TBARTA Polishes Plan Amid Flood Of Input
March 21, 2009
The Tampa Bay Area Regional Transportation Authority is trying to put the finishing touches on a long-term transportation plan, complete with rail systems and express buses between and within counties.
But transportation planners in Pinellas and Hillsborough counties and elsewhere in the Bay area are raising difficult technical questions that could take months to answer and have an impact on what that long-term plan looks like.
The authority still hopes to present the plan to the public next month and get its governing board's OK by July 1, the deadline imposed by the Legislature when it created TBARTA two years ago to develop the seven-county plan.
Some of the planners' questions are easy to tackle. Others, along with some suggested changes, will need months of study by the authority's consultant, Jacobs Engineering Group.
In the end, what the public sees on paper next month likely will change by the time the first projects get under way. Here's a sampling of the suggestions:
•Planners from the Metropolitan Planning Organization in Pinellas asked for a light rail line from the county's Gateway area to Pasco County along U.S. 19.
The plan currently calls for managed lanes with express buses running along McMullen Booth Road and the Bayside Bridge. Eventually, light rail would run from St. Petersburg to Gateway and Clearwater, and then into Hillsborough, but not along U.S. 19.
•Planners from Hillsborough's MPO are requesting a light rail line along Busch Boulevard from Linebaugh Avenue, just north of Tampa International Airport, to the University of South Florida.
This would complement other rail lines already on the map - from USF to downtown to the airport - and complete a loop.
TBARTA already has the Busch line on a map - its 2050 long-term vision map - but Hillsborough wants it on the map for projects set to be completed by 2035.
•In Pasco, planners asked TBARTA to think about extending the express bus line that would run west from Zephyrhills on State Road 54.
Currently, the plan has the buses turning around a few miles east of U.S. 19. Pasco wants the line extended to U.S. 19 to serve residents near New Port Richey.
"We're not saying they made a mistake. We just want them to take a look at it," said Doug Uden, transportation planning coordinator for Pasco's MPO.
Some of the planners' suggestions were offered last year. Others, such the bus extension idea in Pasco, arose only a couple months ago.
Most of them relate to moving items from one plan to another but all require study because of the possible ripple effect on other systems and on costs.
TBARTA actually is working on three interrelated plans. In addition to the 2050 long-term vision and 2035 plans, it's developing a "supporting network" plan that shows proposed bus routes.
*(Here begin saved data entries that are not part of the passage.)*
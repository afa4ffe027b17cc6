//! Outbound connection seam
//!
//! The session state machine never talks to sockets directly. It looks up a
//! [`Tunnel`] for each recipient through a `tunnel_finder` closure and pushes
//! messages into it, which keeps the state machine testable and lets the
//! gateway decide how messages reach the client.

use super::UpdateMessage;

/// Trait for sending messages to one connected client
pub trait Tunnel {
    /// Sends an update message to the client
    ///
    /// Delivery is fire-and-forget: a closed connection silently drops the
    /// message.
    fn send_message(&self, message: &UpdateMessage);

    /// Closes the connection
    ///
    /// Called when the session the client belonged to is gone.
    fn close(self);
}
//! Leaderboard and scoring history
//!
//! Running totals live on each [`Participant`]; this module turns them into
//! ranked standings and keeps a per-question history of awarded points so
//! question results and end-of-quiz summaries still count participants
//! who have since left.

use itertools::Itertools;
use serde::Serialize;

use super::{
    Preview,
    participant::{Id, Participant, Participants},
};

/// One ranked leaderboard entry
#[derive(Debug, Clone, PartialEq, Eq, Serialize)]
#[serde(rename_all = "camelCase")]
pub struct Standing {
    /// Participant id
    pub id: Id,
    /// Display name
    pub name: String,
    /// Total score
    pub score: u64,
    /// Position in the ranking (1-indexed)
    pub position: usize,
}

/// Aggregate outcome of one question
#[derive(Debug, Clone, Copy, Default, PartialEq, Eq, Serialize)]
#[serde(rename_all = "camelCase")]
pub struct QuestionStats {
    /// Participants who answered correctly
    pub correct: usize,
    /// Participants who answered at all
    pub answered: usize,
}

/// Per-question record of awarded points
#[derive(Debug, Default)]
pub struct Leaderboard {
    /// For each question index: (participant, points, correct) in submission order
    points_earned: Vec<Vec<(Id, u64, bool)>>,
}

impl Leaderboard {
    /// Creates an empty history for a quiz with `question_count` questions
    pub fn new(question_count: usize) -> Self {
        Self {
            points_earned: vec![Vec::new(); question_count],
        }
    }

    /// Records the outcome of one answer
    pub fn record(&mut self, question_index: usize, id: Id, points: u64, correct: bool) {
        if let Some(entries) = self.points_earned.get_mut(question_index) {
            entries.push((id, points, correct));
        }
    }

    /// Ranks the given participants, highest score first
    ///
    /// Ties keep join order and share no position: every entry gets a
    /// distinct 1-indexed position.
    pub fn standings<'a, I>(ranked: I) -> Vec<Standing>
    where
        I: IntoIterator<Item = &'a Participant>,
    {
        ranked
            .into_iter()
            .enumerate()
            .map(|(i, participant)| Standing {
                id: participant.id,
                name: participant.name.clone(),
                score: participant.score,
                position: i + 1,
            })
            .collect_vec()
    }

    /// Current standings of the present participants
    pub fn current(participants: &Participants) -> Vec<Standing> {
        Self::standings(participants.leaderboard())
    }

    /// Leading standings for display
    pub fn preview(participants: &Participants) -> Preview<Standing> {
        let standings = Self::current(participants);
        let total = standings.len();
        Preview::of(standings, total)
    }

    /// Statistics for one question
    pub fn question_stats(&self, question_index: usize) -> QuestionStats {
        self.points_earned
            .get(question_index)
            .map(|entries| QuestionStats {
                correct: entries.iter().filter(|(_, _, correct)| *correct).count(),
                answered: entries.len(),
            })
            .unwrap_or_default()
    }

    /// Statistics for every question, in quiz order
    pub fn host_summary(&self) -> Vec<QuestionStats> {
        (0..self.points_earned.len())
            .map(|i| self.question_stats(i))
            .collect_vec()
    }

    /// Points a participant earned on each question, zero where unanswered
    pub fn player_summary(&self, id: Id) -> Vec<u64> {
        self.points_earned
            .iter()
            .map(|entries| {
                entries
                    .iter()
                    .find(|(entry_id, _, _)| *entry_id == id)
                    .map_or(0, |(_, points, _)| *points)
            })
            .collect_vec()
    }

    /// Number of distinct participants who ever answered
    pub fn answering_participants(&self) -> usize {
        self.points_earned
            .iter()
            .flatten()
            .map(|(id, _, _)| *id)
            .unique()
            .count()
    }
}

#[cfg(test)]
mod tests {
    use std::time::Duration;

    use super::*;
    use crate::{constants::session::LIST_LIMIT, participant::AnswerRecord, scoring::Answer};

    fn answer(participants: &mut Participants, id: Id, question_id: &str, points: u64) {
        participants
            .record_answer(
                id,
                question_id,
                AnswerRecord {
                    question_id: question_id.to_string(),
                    answer: Answer::Index(0),
                    is_correct: points > 0,
                    points,
                    time_spent: Duration::ZERO,
                },
            )
            .unwrap();
    }

    #[test]
    fn test_standings_positions() {
        let mut participants = Participants::default();
        let a = Id::new();
        let b = Id::new();
        let c = Id::new();
        participants.join(a, "A").unwrap();
        participants.join(b, "B").unwrap();
        participants.join(c, "C").unwrap();
        answer(&mut participants, b, "q1", 800);
        answer(&mut participants, c, "q1", 800);

        let standings = Leaderboard::current(&participants);
        assert_eq!(
            standings
                .iter()
                .map(|s| (s.name.as_str(), s.score, s.position))
                .collect_vec(),
            vec![("B", 800, 1), ("C", 800, 2), ("A", 0, 3)]
        );
    }

    #[test]
    fn test_preview_keeps_total() {
        let mut participants = Participants::default();
        for i in 0..(LIST_LIMIT + 5) {
            participants.join(Id::new(), &format!("P{i}")).unwrap();
        }
        let preview = Leaderboard::preview(&participants);
        assert_eq!(preview.total, LIST_LIMIT + 5);
        assert_eq!(preview.items.len(), LIST_LIMIT);
        assert_eq!(preview.items[0].position, 1);
    }

    #[test]
    fn test_question_stats_and_summaries() {
        let mut leaderboard = Leaderboard::new(2);
        let a = Id::new();
        let b = Id::new();
        leaderboard.record(0, a, 1500, true);
        leaderboard.record(0, b, 0, false);
        leaderboard.record(1, b, 1200, true);
        leaderboard.record(5, b, 1200, true);

        assert_eq!(
            leaderboard.question_stats(0),
            QuestionStats {
                correct: 1,
                answered: 2
            }
        );
        assert_eq!(leaderboard.question_stats(9), QuestionStats::default());
        assert_eq!(leaderboard.host_summary().len(), 2);
        assert_eq!(leaderboard.player_summary(a), vec![1500, 0]);
        assert_eq!(leaderboard.player_summary(b), vec![0, 1200]);
        assert_eq!(leaderboard.answering_participants(), 2);
    }
}
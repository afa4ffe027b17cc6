//! Configuration constants for the quiz session coordinator
//!
//! This module contains the limits and tuning values used throughout the
//! coordinator to validate hosted quizzes, bound session sizes and keep
//! the scoring formula consistent.

/// Quiz snapshot limits, checked when a quiz is hosted
pub mod quiz {
    /// Maximum length of a quiz title in characters
    pub const MAX_TITLE_LENGTH: usize = 200;
    /// Maximum length of a quiz description in characters
    pub const MAX_DESCRIPTION_LENGTH: usize = 2000;
    /// Maximum number of questions in a single quiz
    pub const MAX_QUESTION_COUNT: usize = 100;
    /// Maximum length of a question identifier
    pub const MAX_QUESTION_ID_LENGTH: usize = 64;
    /// Maximum length of a question prompt
    pub const MAX_PROMPT_LENGTH: usize = 500;
    /// Maximum number of options on a choice question
    pub const MAX_OPTION_COUNT: usize = 8;
    /// Maximum length of a single option label
    pub const MAX_OPTION_LENGTH: usize = 200;
    /// Minimum time limit in seconds for answering a question
    pub const MIN_TIME_LIMIT: u64 = 5;
    /// Maximum time limit in seconds for answering a question
    pub const MAX_TIME_LIMIT: u64 = 240;
    /// Maximum base points for a single question
    pub const MAX_POINTS: u64 = 10_000;
}

/// Live session limits
pub mod session {
    /// Maximum number of participants in a single session
    pub const MAX_PARTICIPANT_COUNT: usize = 1000;
    /// Maximum length of a display name in bytes
    pub const MAX_NAME_LENGTH: usize = 30;
    /// Seconds added to a question's time limit before the server closes answering
    pub const DEFAULT_ANSWER_GRACE: u64 = 2;
    /// Number of entries shown in truncated participant and leaderboard lists
    pub const LIST_LIMIT: usize = 50;
}

/// Scoring constants
pub mod scoring {
    /// Share of the base points available as a bonus for an instant answer
    pub const TIME_BONUS_RATIO: f64 = 0.5;
}

/// Session code constants
pub mod code {
    /// Smallest code value (displayed as six digits)
    pub const MIN_VALUE: u32 = 100_000;
    /// One past the largest code value
    pub const MAX_VALUE: u32 = 1_000_000;
    /// Number of random draws before code allocation gives up
    pub const DRAW_ATTEMPTS: usize = 64;
}

/// Poll limits
pub mod poll {
    /// Maximum length of a poll question
    pub const MAX_QUESTION_LENGTH: usize = 200;
    /// Maximum number of poll options
    pub const MAX_OPTION_COUNT: usize = 8;
    /// Maximum length of a poll option
    pub const MAX_OPTION_LENGTH: usize = 100;
}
Some of the planners' suggestions are tricky, such as whether a rail line can be added along U.S. 19 in Pinellas.
Brian Smith, executive director of the Pinellas MPO, said officials proposed the rail line on local maps years ago. From a land-use perspective, it made sense to place the line on the busy commercial corridor instead of McMullen Booth Road, he said.
"It's not a new idea for us," Smith said. "We've always had it on U.S. 19. What they were looking at was a way to get into Pasco. What we were looking at, or asking, was what purpose does it serve?"
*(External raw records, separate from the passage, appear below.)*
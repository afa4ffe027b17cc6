//! Quiz snapshots and question definitions
//!
//! A session plays an immutable snapshot of a quiz taken when it is hosted.
//! This module defines that snapshot, validates it before a session is
//! created, and builds the question payloads broadcast to participants,
//! which never reveal the correct answers.

use std::{
    collections::{BTreeSet, HashSet},
    time::Duration,
};

use garde::Validate;
use serde::{Deserialize, Serialize};
use serde_with::skip_serializing_none;
use thiserror::Error;

use crate::constants::quiz as limits;

type ValidationResult = garde::Result;

/// Validates that an optional time limit falls within the allowed bounds
fn validate_time_limit(val: &Option<Duration>) -> ValidationResult {
    let Some(val) = val else {
        return Ok(());
    };
    if (limits::MIN_TIME_LIMIT..=limits::MAX_TIME_LIMIT).contains(&val.as_secs()) {
        Ok(())
    } else {
        Err(garde::Error::new(format!(
            "time limit is outside of the bounds [{},{}]",
            limits::MIN_TIME_LIMIT,
            limits::MAX_TIME_LIMIT,
        )))
    }
}

/// The kind of a question, deciding how answers are scored
#[derive(Debug, Clone, Copy, PartialEq, Eq, Hash, Serialize, Deserialize)]
#[serde(rename_all = "kebab-case")]
pub enum QuestionKind {
    /// Exactly one option is correct
    SingleChoice,
    /// One or more options are correct; the whole set must be selected
    MultipleChoice,
    /// Two options, one of them correct
    TrueFalse,
    /// Free text, never scored automatically
    OpenEnded,
    /// Opinion question with options but no correct answer
    Poll,
}

impl QuestionKind {
    /// Whether answers to this kind of question are scored automatically
    pub fn is_scored(self) -> bool {
        matches!(
            self,
            Self::SingleChoice | Self::MultipleChoice | Self::TrueFalse
        )
    }
}

/// A single question of the quiz snapshot
#[serde_with::serde_as]
#[skip_serializing_none]
#[derive(Debug, Clone, Serialize, Deserialize, Validate)]
#[serde(rename_all = "camelCase")]
pub struct Question {
    /// Identifier used by participants when submitting answers
    #[garde(length(min = 1, max = limits::MAX_QUESTION_ID_LENGTH))]
    pub id: String,
    /// The prompt shown to everyone
    #[garde(length(min = 1, max = limits::MAX_PROMPT_LENGTH))]
    pub prompt: String,
    /// How the question is answered and scored
    #[serde(rename = "type")]
    #[garde(skip)]
    pub kind: QuestionKind,
    /// Ordered option labels, meaningful for choice questions
    #[serde(default)]
    #[garde(length(max = limits::MAX_OPTION_COUNT), inner(length(min = 1, max = limits::MAX_OPTION_LENGTH)))]
    pub options: Vec<String>,
    /// Indices of the correct options
    #[serde(default)]
    #[garde(skip)]
    pub correct_answers: BTreeSet<usize>,
    /// Base points for a correct answer
    #[garde(range(max = limits::MAX_POINTS))]
    pub points: u64,
    /// Optional time budget for answering
    #[serde(rename = "timeLimitSeconds")]
    #[serde_as(as = "Option<serde_with::DurationSeconds<u64>>")]
    #[garde(custom(|v, _| validate_time_limit(v)))]
    pub time_limit: Option<Duration>,
    /// Broadcast the question results as soon as the server closes answering
    #[serde(default)]
    #[garde(skip)]
    pub reveal_results_on_timeout: bool,
}

/// A complete, immutable quiz snapshot
#[derive(Debug, Clone, Serialize, Deserialize, Validate)]
#[serde(rename_all = "camelCase")]
pub struct Quiz {
    /// Title shown in the lobby
    #[garde(length(min = 1, max = limits::MAX_TITLE_LENGTH))]
    pub title: String,
    /// Optional longer description
    #[serde(default)]
    #[garde(length(max = limits::MAX_DESCRIPTION_LENGTH))]
    pub description: String,
    /// Ordered questions
    #[garde(length(min = 1, max = limits::MAX_QUESTION_COUNT), dive)]
    pub questions: Vec<Question>,
}

/// Reasons a quiz snapshot cannot be hosted
#[derive(Error, Debug)]
pub enum Error {
    /// A field is outside of its bounds
    #[error("{0}")]
    Report(#[from] garde::Report),
    /// A question's options and correct answers do not fit its kind
    #[error("question {index}: {reason}")]
    Question {
        /// Position of the offending question
        index: usize,
        /// What is wrong with it
        reason: &'static str,
    },
    /// Two questions share the same identifier
    #[error("duplicate question id {0:?}")]
    DuplicateId(String),
}

impl Question {
    /// Checks that the options and correct answers match the question kind
    ///
    /// # Errors
    ///
    /// Returns a short description of the first inconsistency found.
    fn check_answers(&self) -> Result<(), &'static str> {
        if self
            .correct_answers
            .iter()
            .any(|index| *index >= self.options.len())
        {
            return Err("correct answer index out of range");
        }

        match self.kind {
            QuestionKind::SingleChoice | QuestionKind::MultipleChoice
                if self.options.len() < 2 =>
            {
                Err("choice questions need at least two options")
            }
            QuestionKind::TrueFalse if self.options.len() != 2 => {
                Err("true/false questions need exactly two options")
            }
            QuestionKind::SingleChoice | QuestionKind::TrueFalse
                if self.correct_answers.len() != 1 =>
            {
                Err("exactly one option must be correct")
            }
            QuestionKind::MultipleChoice if self.correct_answers.is_empty() => {
                Err("at least one option must be correct")
            }
            QuestionKind::Poll if self.options.len() < 2 => {
                Err("poll questions need at least two options")
            }
            QuestionKind::OpenEnded | QuestionKind::Poll if !self.correct_answers.is_empty() => {
                Err("unscored questions cannot have correct answers")
            }
            _ => Ok(()),
        }
    }
}

impl Quiz {
    /// Returns the number of questions
    pub(crate) fn len(&self) -> usize {
        self.questions.len()
    }

    /// Validates the snapshot before it can be hosted
    ///
    /// # Errors
    ///
    /// Returns [`Error::Report`] when a field is out of bounds,
    /// [`Error::Question`] when a question is inconsistent with its kind and
    /// [`Error::DuplicateId`] when question ids collide.
    pub fn check(&self) -> Result<(), Error> {
        self.validate()?;

        let mut seen = HashSet::new();
        for (index, question) in self.questions.iter().enumerate() {
            question
                .check_answers()
                .map_err(|reason| Error::Question { index, reason })?;
            if !seen.insert(question.id.as_str()) {
                return Err(Error::DuplicateId(question.id.clone()));
            }
        }

        Ok(())
    }

    /// Summary sent to participants when they join
    pub fn info(&self) -> QuizInfo {
        QuizInfo {
            title: self.title.clone(),
            description: self.description.clone(),
            question_count: self.len(),
        }
    }

    /// Participant-facing payload for the question at `index`
    pub fn payload(&self, index: usize) -> Option<QuestionPayload> {
        let question = self.questions.get(index)?;
        Some(QuestionPayload {
            index,
            count: self.len(),
            id: question.id.clone(),
            prompt: question.prompt.clone(),
            kind: question.kind,
            options: question.options.clone(),
            points: question.points,
            time_limit: question.time_limit,
        })
    }
}

/// Quiz metadata shared with participants
#[derive(Debug, Clone, Serialize, PartialEq, Eq)]
#[serde(rename_all = "camelCase")]
pub struct QuizInfo {
    /// Quiz title
    pub title: String,
    /// Quiz description
    pub description: String,
    /// Number of questions in the quiz
    pub question_count: usize,
}

/// A question as broadcast to participants, without the correct answers
#[serde_with::serde_as]
#[skip_serializing_none]
#[derive(Debug, Clone, Serialize)]
#[serde(rename_all = "camelCase")]
pub struct QuestionPayload {
    /// Index of the question (0-based)
    pub index: usize,
    /// Total number of questions
    pub count: usize,
    /// Question identifier to echo back when answering
    pub id: String,
    /// The prompt
    pub prompt: String,
    /// Question kind
    #[serde(rename = "type")]
    pub kind: QuestionKind,
    /// Option labels
    pub options: Vec<String>,
    /// Base points
    pub points: u64,
    /// Advisory time limit
    #[serde(rename = "timeLimitSeconds")]
    #[serde_as(as = "Option<serde_with::DurationSeconds<u64>>")]
    pub time_limit: Option<Duration>,
}
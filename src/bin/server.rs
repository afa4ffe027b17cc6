//! Live quiz session server.
//!
//! Run with:
//! ```not_rust
//! cargo run --bin quizhost-server
//! cargo run --bin quizhost-server -- --port 3000 --quiz-dir ./demos --results-file results.jsonl
//! ```

use std::sync::Arc;

use clap::Parser;
use quizhost::{
    config::Config,
    coordinator::Coordinator,
    logger::setup_logger,
    server::run_server,
    store::{InMemoryQuizStore, JsonLinesResultsSink, LogResultsSink, QuizStore, ResultsSink},
};

#[tokio::main]
async fn main() {
    let config = Config::parse();
    setup_logger(env!("CARGO_BIN_NAME"), &config.log_level);

    let quiz_store: Arc<dyn QuizStore> = match &config.quiz_dir {
        Some(dir) => match InMemoryQuizStore::load_dir(dir).await {
            Ok(store) => {
                if store.is_empty() {
                    tracing::warn!(dir = %dir.display(), "no quizzes found; hosts must send snapshots");
                }
                tracing::info!(quizzes = store.len(), dir = %dir.display(), "quiz store loaded");
                Arc::new(store)
            }
            Err(error) => {
                tracing::error!(%error, "failed to load quizzes");
                std::process::exit(1);
            }
        },
        None => Arc::new(InMemoryQuizStore::default()),
    };

    let results: Arc<dyn ResultsSink> = match &config.results_file {
        Some(path) => Arc::new(JsonLinesResultsSink::new(path)),
        None => Arc::new(LogResultsSink),
    };

    let coordinator = Coordinator::new(quiz_store, results, config.session_options());

    if let Err(e) = run_server(&config, coordinator).await {
        tracing::error!("Server error: {}", e);
        std::process::exit(1);
    }
}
Cassandra Ecker, transportation planning group manager at Jacobs, said TBARTA is considering several factors, including cost and land use, in deciding where the transportation corridors will end up.
Jacobs is considering Pinellas' suggestion but hasn't decided whether to go along with it, stick with McMullen Booth or propose a nearby route.
For now, the maps show general corridors. After the plans are adopted, TBARTA will narrow those to specific roads and rights of way. Ecker estimated that could take 12 to 18 months.
"Funding will be an absolutely critical role in prioritizing," said Bob Clifford, TBARTA's executive director. "The other key criteria, I believe, in prioritization is going to be land use. Because part of this discussion is, how do you grow? And if you want transit systems to work you have to have the right land use."